INDE – Nouvelle loi interdisant l’ébouage manuel

Sep 13 2013

INDE – Nouvelle loi interdisant l’ébouage manuel


La nouvelle loi tant attendue interdisant la vidange manuelle a été adoptée par le parlement indien le 7 septembre dernier. Mais deux organisations qui mènent des campagnes en faveur de l’abolition de cette pratique inhumaine disent qu’il reste encore beaucoup à faire avant que cette pratique soit complètement abolie.

Brûler leurs paniers - un symbole de la lutte contre l'ébouage manuel. Photo SKA

Brûler leurs paniers – un symbole de la lutte contre l’ébouage manuel. Photo SKA

Il s’agit d’une première étape. Beaucoup reste à faire.Ces courtes phrases résument la réaction de deux organisations indiennes qui luttent contre l’ébouage manuel et pour l’adoption d’une nouvelle loi concernant cette pratique inhumaine. Rashtriya Garima Abhiyan et Safaï Karmachari Andolan (SKA) ont exprimé toutes deux leur inquiétude au sujet des lacunes dans la nouvelle législation et sa mise en œuvre.

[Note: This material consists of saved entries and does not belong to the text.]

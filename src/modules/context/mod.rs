// Copyright © 2025 rustmailer.com
// Licensed under RustMailer License Agreement v1.0
// Unauthorized copying, modification, or distribution is prohibited.

use std::sync::Arc;

use tracing::info;

use crate::modules::{
    database::{manager::DatabaseManager, table::NativeTable, MetadataStore},
    envelope::text::GenerateText,
    error::MailboxResult,
    hook::{
        http::WebhookClient,
        nats::{publisher::NatsPublisher, NatsConfig},
        EventDispatcher, Notifier,
    },
    settings::{cli::Settings, dir::DATA_DIR_MANAGER},
    smtp::{
        client::{SmtpConfig, SmtpMailer},
        Mailer,
    },
    storage::{BlobStore, DiskBlobStore},
};

#[cfg(test)]
pub mod testing;

pub trait Initialize {
    async fn initialize() -> MailboxResult<()>;
}

/// Deployment parameters every operation needs, fixed at startup.
#[derive(Debug, Clone)]
pub struct Env {
    pub region: String,
    pub table_name: String,
    pub time_index: String,
    pub original_index: String,
    pub bucket: String,
    pub queue: Option<String>,
    pub webhook_url: Option<String>,
    /// Domain of outbound `Message-ID`s; replies to `<id@domain>` are matched by ID.
    pub message_id_domain: String,
    /// Ingestion default for generating text bodies from HTML.
    pub generate_text: GenerateText,
}

impl Env {
    pub fn from_settings(settings: &Settings) -> Self {
        Self {
            region: settings.region.clone(),
            table_name: settings.dynamodb_table.clone(),
            time_index: settings.dynamodb_time_index.clone(),
            original_index: settings.dynamodb_original_index.clone(),
            bucket: settings.s3_bucket.clone(),
            queue: settings.sqs_queue.clone().filter(|q| !q.trim().is_empty()),
            webhook_url: settings.webhook_url.clone().filter(|u| !u.trim().is_empty()),
            message_id_domain: settings.message_id_domain(),
            generate_text: settings.rustmailbox_generate_text,
        }
    }
}

/// Everything an operation talks to. Cheap to clone.
#[derive(Clone)]
pub struct MailboxContext {
    pub env: Arc<Env>,
    pub store: Arc<dyn MetadataStore>,
    pub blobs: Arc<dyn BlobStore>,
    pub mailer: Arc<dyn Mailer>,
    pub notifier: Arc<dyn Notifier>,
}

impl MailboxContext {
    pub fn new(
        env: Env,
        store: Arc<dyn MetadataStore>,
        blobs: Arc<dyn BlobStore>,
        mailer: Arc<dyn Mailer>,
        notifier: Arc<dyn Notifier>,
    ) -> Self {
        Self {
            env: Arc::new(env),
            store,
            blobs,
            mailer,
            notifier,
        }
    }

    /// Wires the production adapters described by `settings`.
    pub async fn build(settings: &Settings) -> MailboxResult<Self> {
        let env = Env::from_settings(settings);

        let database = if settings.rustmailbox_metadata_memory_mode_enabled {
            DatabaseManager::open_in_memory()?
        } else {
            DatabaseManager::open(
                &DATA_DIR_MANAGER.meta_db,
                settings.rustmailbox_metadata_cache_size,
            )?
        };
        let store = NativeTable::new(database, &env.time_index, &env.original_index);
        let blobs = DiskBlobStore::new(DATA_DIR_MANAGER.blob_dir.clone());

        let mailer = SmtpMailer::new(SmtpConfig {
            host: settings.rustmailbox_smtp_host.clone(),
            port: settings.rustmailbox_smtp_port,
            username: settings.rustmailbox_smtp_username.clone(),
            password: settings.rustmailbox_smtp_password.clone(),
            tls: settings.rustmailbox_smtp_tls,
            message_id_domain: env.message_id_domain.clone(),
        });

        let queue = match &env.queue {
            Some(queue) => {
                let config = NatsConfig::new(&settings.rustmailbox_nats_url, queue)
                    .with_credentials(
                        settings.rustmailbox_nats_username.clone(),
                        settings.rustmailbox_nats_password.clone(),
                    );
                let publisher = NatsPublisher::connect(config).await?;
                info!("Notifications are enqueued on '{}'", queue);
                Some(Arc::new(publisher))
            }
            None => None,
        };
        let webhook = match &env.webhook_url {
            Some(url) => {
                info!("Notifications are posted to {}", url);
                Some(WebhookClient::new(url)?)
            }
            None => None,
        };
        let notifier = EventDispatcher::new(queue, webhook);
        if !notifier.is_enabled() {
            info!("No notification sink configured; events are dropped");
        }

        Ok(Self::new(
            env,
            Arc::new(store),
            Arc::new(blobs),
            Arc::new(mailer),
            Arc::new(notifier),
        ))
    }
}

Les deux chambres du Parlement indien ont adopté le projet de loi les 6 et 7 septembre respectivement. La législation antérieure sur la question, datant de 1993, avait été totalement inefficace. Lors du vote à la chambre, le ministre de la justice sociale Kumari Selja a noté que “cette pratique déshumanisante est incompatible avec le droit de vivre dans la dignité ; un besoin s’est fait sentir pour une loi stricte sur la question”.

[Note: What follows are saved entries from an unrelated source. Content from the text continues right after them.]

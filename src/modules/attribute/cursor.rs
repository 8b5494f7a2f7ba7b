// Copyright © 2025 rustmailer.com
// Licensed under RustMailer License Agreement v1.0
// Unauthorized copying, modification, or distribution is prohibited.

use serde_json::{json, Value};

use crate::{
    base64_decode_url_safe, base64_encode_url_safe,
    modules::{
        attribute::{
            codec::{from_json, to_json},
            AttributeValue, Item,
        },
        error::{code::ErrorCode, MailboxResult},
    },
    raise_error,
};

/// The list parameters a cursor was issued for.
#[derive(Debug, Clone, PartialEq, Eq)]
pub struct QueryInfo {
    pub r#type: String,
    pub year: i32,
    pub month: u32,
    pub order: String,
}

/// Continuation token of a list query: the store's last evaluated key plus the
/// parameters it belongs to.
#[derive(Debug, Clone, PartialEq, Eq)]
pub struct Cursor {
    pub query_info: QueryInfo,
    pub last_evaluated_key: Item,
}

impl Cursor {
    pub fn new(query_info: QueryInfo, last_evaluated_key: Item) -> Self {
        Self {
            query_info,
            last_evaluated_key,
        }
    }

    pub fn encode(&self) -> String {
        let value = json!({
            "queryInfo": {
                "type": self.query_info.r#type,
                "year": self.query_info.year,
                "month": self.query_info.month,
                "order": self.query_info.order,
            },
            "lastEvaluatedKey": to_json(&AttributeValue::M(self.last_evaluated_key.clone())),
        });
        base64_encode_url_safe!(value.to_string())
    }

    pub fn decode(text: &str) -> MailboxResult<Self> {
        let bytes = base64_decode_url_safe!(text.trim()).map_err(|e| {
            raise_error!(format!("malformed cursor: {}", e), ErrorCode::DecodeError)
        })?;
        let value: Value = serde_json::from_slice(&bytes).map_err(|e| {
            raise_error!(format!("malformed cursor: {}", e), ErrorCode::DecodeError)
        })?;

        let info = value.get("queryInfo").ok_or_else(|| {
            raise_error!("cursor is missing queryInfo".into(), ErrorCode::DecodeError)
        })?;
        let query_info = QueryInfo {
            r#type: info
                .get("type")
                .and_then(Value::as_str)
                .map(str::to_string)
                .ok_or_else(|| malformed("queryInfo.type"))?,
            year: info
                .get("year")
                .and_then(Value::as_i64)
                .and_then(|y| i32::try_from(y).ok())
                .ok_or_else(|| malformed("queryInfo.year"))?,
            month: info
                .get("month")
                .and_then(Value::as_u64)
                .and_then(|m| u32::try_from(m).ok())
                .ok_or_else(|| malformed("queryInfo.month"))?,
            order: info
                .get("order")
                .and_then(Value::as_str)
                .map(str::to_string)
                .ok_or_else(|| malformed("queryInfo.order"))?,
        };

        let key = value
            .get("lastEvaluatedKey")
            .ok_or_else(|| malformed("lastEvaluatedKey"))?;
        let last_evaluated_key = match from_json(key)? {
            AttributeValue::M(item) => item,
            _ => return Err(malformed("lastEvaluatedKey")),
        };

        Ok(Self {
            query_info,
            last_evaluated_key,
        })
    }

    /// Rejects a cursor presented with parameters other than the ones it was issued for.
    pub fn ensure_matches(&self, query_info: &QueryInfo) -> MailboxResult<()> {
        if &self.query_info != query_info {
            return Err(raise_error!(
                "nextCursor does not match the query parameters".into(),
                ErrorCode::QueryNotMatch
            ));
        }
        Ok(())
    }
}

fn malformed(field: &str) -> crate::modules::error::MailboxError {
    raise_error!(
        format!("malformed cursor: invalid {}", field),
        ErrorCode::DecodeError
    )
}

Selon SKA , l’adoption du projet de loi qui interdit l’emploi des éboueurs manuels et prévoit leur réhabilitation est “un effort pour corriger l’injustice historique et l’indignité subie par les éboueurs manuels.” Cependant, l’organisation a noté que si les intentions du projet de loi sont bonnes, elle présente néanmoins plusieurs faiblesses.

Pour Rashtriya Garima Abhiyan , l’adoption de la loi est “une première étape” , mais son succès dépend de sa mise en œuvre . Il est important de s’attaquer aux points qui restent problématiques, comme “l’inclusion de dispositions de mise en œuvre, des allocations budgétaires, l’éducation au sujet de la nouvelle loi dans notre communauté et dans la société au sens large.”

Les organisations ont souligné que la loi ne couvre pas suffisamment les chemins de fer indiens, le plus grand employeur d’éboueurs manuels du pays. Rashtriya Garima Abhiyan a également noté que la loi ne protège pas les dalits musulmans et chrétiens qui travaillent comme éboueurs manuels, mais seulement les “castes répertoriées”, terme officiel pour désigner les dalits hindous, sikhs et bouddhistes.

SKA a exigé une enquête nationale pour identifier les éboueurs manuels, y compris ceux qui avaient quitté “cette occupation sale entre 1993 et maintenant.” Ces personnes devraient également être admissibles pour les mesures de réhabilitation. L’organisation a également appelé à un “plan d’action assorti de délais pour aboutir à une Inde sans éboueurs manuels.”

L’ébouage manuel est un métier basé sur la caste et héréditaire, pratiqué par des centaines de milliers de dalits, surtout des femmes. Ils enlèvent les excréments humains des latrines sèches à l’aide d’outils de base tels que de petites pelles, des seaux et des paniers portés sur la tête. Le terme couvre désormais aussi les ouvriers des égouts qui exercent leur activité dans des conditions dangereuses sans aucune protection.

Au cours des dernières années, la pratique a retenu l’attention des organismes internationaux des droits humains . Le Haut Commissaire des Nations Unies aux droits de l’homme, Mme Navi Pillay, a appelé l’ébouage manuel “un travail profondément malsain, désagréable et indigne imposé à ces personnes en raison de la stigmatisation associée à leur caste.”